Nothing could take God's life away from Job or Jesus. Not even
death could destroy this life. Job believed in this. Jesus
gave this to us. Perhaps, St. Paul put it best in the Letter to
the Romans:
"No, in all these things we are more than conquerors through him
who loved us. For I am sure that neither death, nor life, nor angels,
nor principalities, nor things present, nor things to come, nor
powers, nor height, nor depth, nor anything else in all creation,
will be able to separate us from the love of God in Christ Jesus our
Lord." (Romans 8:35-39)
In
the face of turmoil, through trauma, in pain for which there is no
cure, even when we feel we have been abandoned, we are not alone.
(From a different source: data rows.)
//! SQLite relational store, the last-resort backend for exact-id lookups
//!
//! Records are stored as JSON documents, one per row, in the `comment` and
//! `submission` tables (`json TEXT` column). The store only reads; the
//! schema is owned by whatever loads the archive.

use crate::backend::{RelationalStore, RelationalTemplate, Row};
use crate::error::{Error, Result};
use async_trait::async_trait;
use parking_lot::Mutex;
use rusqlite::{params, Connection, OpenFlags};
use serde_json::{json, Value};
use std::path::Path;
use std::sync::Arc;
use std::time::Duration;
use tokio::sync::{OwnedSemaphorePermit, Semaphore};
use tracing::{debug, info, warn};

const LOOKUP_LIMIT: usize = 5_000;
const COMMENT_IDS_LIMIT: usize = 50_000;

/// Bounded pool of read-only SQLite connections
pub struct SqliteStore {
    connections: Arc<Mutex<Vec<Connection>>>,
    permits: Arc<Semaphore>,
    acquire_timeout: Duration,
}

/// A checked-out connection, returned to the pool on drop
struct PooledConnection {
    conn: Option<Connection>,
    pool: Arc<Mutex<Vec<Connection>>>,
    _permit: OwnedSemaphorePermit,
}

impl Drop for PooledConnection {
    fn drop(&mut self) {
        if let Some(conn) = self.conn.take() {
            self.pool.lock().push(conn);
        }
    }
}

impl SqliteStore {
    pub fn open(path: impl AsRef<Path>, pool_size: usize, acquire_timeout: Duration) -> Result<Self> {
        let path = path.as_ref();
        let mut connections = Vec::with_capacity(pool_size);
        for _ in 0..pool_size {
            let conn = Connection::open_with_flags(
                path,
                OpenFlags::SQLITE_OPEN_READ_ONLY | OpenFlags::SQLITE_OPEN_NO_MUTEX,
            )?;
            conn.busy_timeout(acquire_timeout)?;
            connections.push(conn);
        }

        info!(
            "Opened relational store {} with {} connections",
            path.display(),
            pool_size
        );

        Ok(Self {
            connections: Arc::new(Mutex::new(connections)),
            permits: Arc::new(Semaphore::new(pool_size)),
            acquire_timeout,
        })
    }

    pub fn available(&self) -> usize {
        self.permits.available_permits()
    }

    async fn acquire(&self) -> Result<PooledConnection> {
        let permit = tokio::time::timeout(self.acquire_timeout, self.permits.clone().acquire_owned())
            .await
            .map_err(|_| {
                Error::ServiceUnavailable(format!(
                    "no relational connection free within {}ms",
                    self.acquire_timeout.as_millis()
                ))
            })?
            .map_err(|_| Error::ServiceUnavailable("relational pool closed".into()))?;

        let conn = self
            .connections
            .lock()
            .pop()
            .ok_or_else(|| Error::Internal("relational pool permit without connection".into()))?;

        Ok(PooledConnection {
            conn: Some(conn),
            pool: Arc::clone(&self.connections),
            _permit: permit,
        })
    }

    /// `SELECT 1` on a pooled connection
    pub async fn ping(&self) -> bool {
        let Ok(pooled) = self.acquire().await else {
            return false;
        };
        tokio::task::spawn_blocking(move || {
            pooled
                .conn
                .as_ref()
                .map(|conn| conn.query_row("SELECT 1", [], |row| row.get::<_, i64>(0)).is_ok())
                .unwrap_or(false)
        })
        .await
        .unwrap_or(false)
    }
}

#[async_trait]
impl RelationalStore for SqliteStore {
    async fn query(&self, template: RelationalTemplate, params: &[u64]) -> Result<Vec<Row>> {
        let pooled = self.acquire().await?;
        let params = params.to_vec();

        let rows = tokio::task::spawn_blocking(move || match pooled.conn.as_ref() {
            Some(conn) => run_template(conn, template, &params),
            None => Err(Error::Internal("pooled connection missing".into())),
        })
        .await
        .map_err(|e| Error::Internal(format!("relational task failed: {e}")))??;

        debug!("{} returned {} rows", template.as_str(), rows.len());
        Ok(rows)
    }
}

fn run_template(conn: &Connection, template: RelationalTemplate, ids: &[u64]) -> Result<Vec<Row>> {
    match template {
        RelationalTemplate::CommentsByIds => documents_by_ids(conn, "comment", ids),
        RelationalTemplate::SubmissionsByIds => documents_by_ids(conn, "submission", ids),
        RelationalTemplate::CommentIdsBySubmission => {
            let Some(link_id) = ids.first().and_then(|id| i64::try_from(*id).ok()) else {
                return Ok(Vec::new());
            };
            let mut stmt = conn.prepare_cached(&format!(
                "SELECT json_extract(json, '$.id') AS id FROM comment \
                 WHERE json_extract(json, '$.link_id') = ?1 \
                 ORDER BY id ASC LIMIT {COMMENT_IDS_LIMIT}"
            ))?;
            let ids = stmt.query_map(params![link_id], |row| row.get::<_, i64>(0))?;

            let mut rows = Vec::new();
            for id in ids {
                if let Value::Object(row) = json!({ "id": id? }) {
                    rows.push(row);
                }
            }
            Ok(rows)
        }
    }
}

fn documents_by_ids(conn: &Connection, table: &str, ids: &[u64]) -> Result<Vec<Row>> {
    let id_list = Value::from(ids.to_vec()).to_string();
    let mut stmt = conn.prepare_cached(&format!(
        "SELECT json FROM {table} \
         WHERE json_extract(json, '$.id') IN (SELECT value FROM json_each(?1)) \
         ORDER BY json_extract(json, '$.id') ASC LIMIT {LOOKUP_LIMIT}"
    ))?;
    let docs = stmt.query_map(params![id_list], |row| row.get::<_, String>(0))?;

    let mut rows = Vec::new();
    for doc in docs {
        match serde_json::from_str::<Value>(&doc?)? {
            Value::Object(row) => rows.push(row),
            other => warn!("Skipping non-object {} row: {}", table, other),
        }
    }
    Ok(rows)
}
Jesus is still there. Nothing, not even our pain can take him
away from us.
And
Jesus comes upon Simon Peter's mother in law in bed with a terrible
fever. She, like all of us, are important to the Lord. He
has work for her. He reaches out to her, cures her, and she waits on
the disciples. Then Jesus comes upon many people suffering the results
of evil in our world, for all pain and suffering and death is due to
mankind's original and continual turning away from the Lord of Life. He
sees them reaching out to him and he reaches out to them.
Today all of us are told that when we are suffering, in any manner
whatsoever, we must reach out to the presence of God in every aspect of
life. We believe that he is present for us and with us through it
all. We believe that he cries out with us sharing our pain.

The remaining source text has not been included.